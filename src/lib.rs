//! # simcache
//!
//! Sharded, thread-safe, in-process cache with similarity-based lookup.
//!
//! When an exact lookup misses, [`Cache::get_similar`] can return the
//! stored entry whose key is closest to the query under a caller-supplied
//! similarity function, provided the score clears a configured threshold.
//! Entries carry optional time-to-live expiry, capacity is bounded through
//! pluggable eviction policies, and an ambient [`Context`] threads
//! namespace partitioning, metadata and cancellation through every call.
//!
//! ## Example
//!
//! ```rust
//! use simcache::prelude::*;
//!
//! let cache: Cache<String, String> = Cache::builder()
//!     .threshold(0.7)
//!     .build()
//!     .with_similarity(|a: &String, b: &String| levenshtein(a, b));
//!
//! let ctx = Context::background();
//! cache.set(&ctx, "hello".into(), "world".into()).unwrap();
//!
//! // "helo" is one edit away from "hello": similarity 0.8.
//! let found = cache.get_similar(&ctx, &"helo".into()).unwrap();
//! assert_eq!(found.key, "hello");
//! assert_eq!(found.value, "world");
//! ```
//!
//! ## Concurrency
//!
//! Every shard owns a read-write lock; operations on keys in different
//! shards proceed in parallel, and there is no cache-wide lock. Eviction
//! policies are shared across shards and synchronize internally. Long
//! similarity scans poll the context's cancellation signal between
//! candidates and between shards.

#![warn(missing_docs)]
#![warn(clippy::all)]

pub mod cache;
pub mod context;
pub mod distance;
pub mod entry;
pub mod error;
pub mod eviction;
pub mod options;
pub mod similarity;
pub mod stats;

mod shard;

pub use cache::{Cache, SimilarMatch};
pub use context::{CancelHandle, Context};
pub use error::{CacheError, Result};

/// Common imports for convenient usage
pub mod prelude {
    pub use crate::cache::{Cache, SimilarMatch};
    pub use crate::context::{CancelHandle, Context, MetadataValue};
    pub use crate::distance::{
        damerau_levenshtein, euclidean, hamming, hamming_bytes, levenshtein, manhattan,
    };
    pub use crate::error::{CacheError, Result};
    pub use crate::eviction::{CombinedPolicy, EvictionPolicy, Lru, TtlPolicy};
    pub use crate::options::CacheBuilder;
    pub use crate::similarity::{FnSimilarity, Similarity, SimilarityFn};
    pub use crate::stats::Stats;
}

--

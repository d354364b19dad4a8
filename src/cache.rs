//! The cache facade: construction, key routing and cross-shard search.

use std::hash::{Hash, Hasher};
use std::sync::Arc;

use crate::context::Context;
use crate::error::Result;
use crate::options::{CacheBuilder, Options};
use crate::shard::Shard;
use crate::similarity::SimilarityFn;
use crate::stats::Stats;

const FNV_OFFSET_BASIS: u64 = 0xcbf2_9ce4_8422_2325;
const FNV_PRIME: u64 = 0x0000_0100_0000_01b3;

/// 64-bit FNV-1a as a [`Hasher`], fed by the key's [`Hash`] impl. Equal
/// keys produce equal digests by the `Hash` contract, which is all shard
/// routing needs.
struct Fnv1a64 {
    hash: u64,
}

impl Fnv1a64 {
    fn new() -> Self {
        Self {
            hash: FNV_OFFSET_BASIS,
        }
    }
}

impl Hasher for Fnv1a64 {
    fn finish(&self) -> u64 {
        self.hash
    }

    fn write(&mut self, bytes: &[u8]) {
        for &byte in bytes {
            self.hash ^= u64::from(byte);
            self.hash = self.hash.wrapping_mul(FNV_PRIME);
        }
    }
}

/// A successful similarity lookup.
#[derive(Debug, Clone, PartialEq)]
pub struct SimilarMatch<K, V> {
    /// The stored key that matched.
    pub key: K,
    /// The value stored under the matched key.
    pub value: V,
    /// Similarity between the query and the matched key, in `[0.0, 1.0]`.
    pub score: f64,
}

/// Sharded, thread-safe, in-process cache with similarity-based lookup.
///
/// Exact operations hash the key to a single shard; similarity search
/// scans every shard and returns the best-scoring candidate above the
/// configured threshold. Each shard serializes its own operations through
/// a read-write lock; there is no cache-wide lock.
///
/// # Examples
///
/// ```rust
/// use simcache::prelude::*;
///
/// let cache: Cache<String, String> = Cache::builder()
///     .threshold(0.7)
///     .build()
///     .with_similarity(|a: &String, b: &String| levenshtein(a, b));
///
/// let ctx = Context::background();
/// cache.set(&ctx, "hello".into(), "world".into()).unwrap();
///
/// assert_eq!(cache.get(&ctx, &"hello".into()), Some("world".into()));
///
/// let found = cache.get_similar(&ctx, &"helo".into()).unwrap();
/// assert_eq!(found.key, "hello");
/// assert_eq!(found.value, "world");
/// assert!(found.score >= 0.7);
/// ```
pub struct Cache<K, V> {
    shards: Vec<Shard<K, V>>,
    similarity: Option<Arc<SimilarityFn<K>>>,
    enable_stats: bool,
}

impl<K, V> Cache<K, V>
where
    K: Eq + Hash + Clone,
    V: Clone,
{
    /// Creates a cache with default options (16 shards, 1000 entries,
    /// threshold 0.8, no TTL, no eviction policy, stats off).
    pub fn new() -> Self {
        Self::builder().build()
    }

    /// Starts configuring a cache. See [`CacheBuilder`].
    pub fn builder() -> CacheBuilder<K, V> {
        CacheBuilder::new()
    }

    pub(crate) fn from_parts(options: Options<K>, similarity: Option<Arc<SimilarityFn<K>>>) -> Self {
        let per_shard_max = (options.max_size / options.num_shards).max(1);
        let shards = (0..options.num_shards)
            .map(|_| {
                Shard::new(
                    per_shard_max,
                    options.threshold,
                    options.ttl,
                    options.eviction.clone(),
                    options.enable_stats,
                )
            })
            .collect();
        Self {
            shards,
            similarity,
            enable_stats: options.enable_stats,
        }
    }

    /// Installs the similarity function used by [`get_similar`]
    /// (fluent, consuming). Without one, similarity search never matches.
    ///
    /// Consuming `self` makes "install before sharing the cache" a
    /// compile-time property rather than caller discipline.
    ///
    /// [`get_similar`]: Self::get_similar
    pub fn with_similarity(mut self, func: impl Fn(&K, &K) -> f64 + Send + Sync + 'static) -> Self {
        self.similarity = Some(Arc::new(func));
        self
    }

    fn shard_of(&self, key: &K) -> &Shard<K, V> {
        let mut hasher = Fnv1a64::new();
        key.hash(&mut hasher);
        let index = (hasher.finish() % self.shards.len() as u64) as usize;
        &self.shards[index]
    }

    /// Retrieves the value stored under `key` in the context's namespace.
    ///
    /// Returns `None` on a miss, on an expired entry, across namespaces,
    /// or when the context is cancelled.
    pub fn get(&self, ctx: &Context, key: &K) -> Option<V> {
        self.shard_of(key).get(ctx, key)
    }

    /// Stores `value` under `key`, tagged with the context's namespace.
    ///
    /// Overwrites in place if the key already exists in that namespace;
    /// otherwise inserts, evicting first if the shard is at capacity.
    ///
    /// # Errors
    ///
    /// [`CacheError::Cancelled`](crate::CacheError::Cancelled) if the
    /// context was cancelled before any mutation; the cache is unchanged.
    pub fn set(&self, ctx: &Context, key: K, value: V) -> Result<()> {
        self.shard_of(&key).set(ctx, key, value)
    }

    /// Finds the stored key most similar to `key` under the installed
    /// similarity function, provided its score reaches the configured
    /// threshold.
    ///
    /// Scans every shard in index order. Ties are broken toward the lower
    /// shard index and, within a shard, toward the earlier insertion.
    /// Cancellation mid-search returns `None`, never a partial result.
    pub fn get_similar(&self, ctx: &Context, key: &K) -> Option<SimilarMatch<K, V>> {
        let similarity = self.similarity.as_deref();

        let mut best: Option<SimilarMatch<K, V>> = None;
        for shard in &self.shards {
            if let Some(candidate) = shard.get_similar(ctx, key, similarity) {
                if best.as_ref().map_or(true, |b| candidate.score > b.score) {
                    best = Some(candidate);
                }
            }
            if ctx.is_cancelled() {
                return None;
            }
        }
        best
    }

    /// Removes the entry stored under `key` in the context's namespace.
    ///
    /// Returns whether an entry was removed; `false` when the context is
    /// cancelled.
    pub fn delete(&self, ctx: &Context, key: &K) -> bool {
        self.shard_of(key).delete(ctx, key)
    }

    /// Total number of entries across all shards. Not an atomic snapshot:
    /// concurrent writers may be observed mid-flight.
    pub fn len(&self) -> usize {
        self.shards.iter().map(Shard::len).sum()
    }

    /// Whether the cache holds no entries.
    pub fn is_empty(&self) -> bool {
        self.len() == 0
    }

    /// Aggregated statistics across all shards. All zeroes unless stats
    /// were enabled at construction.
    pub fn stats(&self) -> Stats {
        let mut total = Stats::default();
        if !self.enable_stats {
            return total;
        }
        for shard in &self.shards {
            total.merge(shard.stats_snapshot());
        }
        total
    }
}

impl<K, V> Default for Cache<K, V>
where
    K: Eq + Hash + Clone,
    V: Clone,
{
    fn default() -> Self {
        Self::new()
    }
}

_The problem_: After locating the line with "context is cancelled." above, return that line and every later line through the one with "pub fn delete(&self, ctx: &Context, key: &K)", word for word and with nothing else.

_Exercise output_:
    /// or when the context is cancelled.
    pub fn get(&self, ctx: &Context, key: &K) -> Option<V> {
        self.shard_of(key).get(ctx, key)
    }

    /// Stores `value` under `key`, tagged with the context's namespace.
    ///
    /// Overwrites in place if the key already exists in that namespace;
    /// otherwise inserts, evicting first if the shard is at capacity.
    ///
    /// # Errors
    ///
    /// [`CacheError::Cancelled`](crate::CacheError::Cancelled) if the
    /// context was cancelled before any mutation; the cache is unchanged.
    pub fn set(&self, ctx: &Context, key: K, value: V) -> Result<()> {
        self.shard_of(&key).set(ctx, key, value)
    }

    /// Finds the stored key most similar to `key` under the installed
    /// similarity function, provided its score reaches the configured
    /// threshold.
    ///
    /// Scans every shard in index order. Ties are broken toward the lower
    /// shard index and, within a shard, toward the earlier insertion.
    /// Cancellation mid-search returns `None`, never a partial result.
    pub fn get_similar(&self, ctx: &Context, key: &K) -> Option<SimilarMatch<K, V>> {
        let similarity = self.similarity.as_deref();

        let mut best: Option<SimilarMatch<K, V>> = None;
        for shard in &self.shards {
            if let Some(candidate) = shard.get_similar(ctx, key, similarity) {
                if best.as_ref().map_or(true, |b| candidate.score > b.score) {
                    best = Some(candidate);
                }
            }
            if ctx.is_cancelled() {
                return None;
            }
        }
        best
    }

    /// Removes the entry stored under `key` in the context's namespace.
    ///
    /// Returns whether an entry was removed; `false` when the context is
    /// cancelled.
    pub fn delete(&self, ctx: &Context, key: &K) -> bool {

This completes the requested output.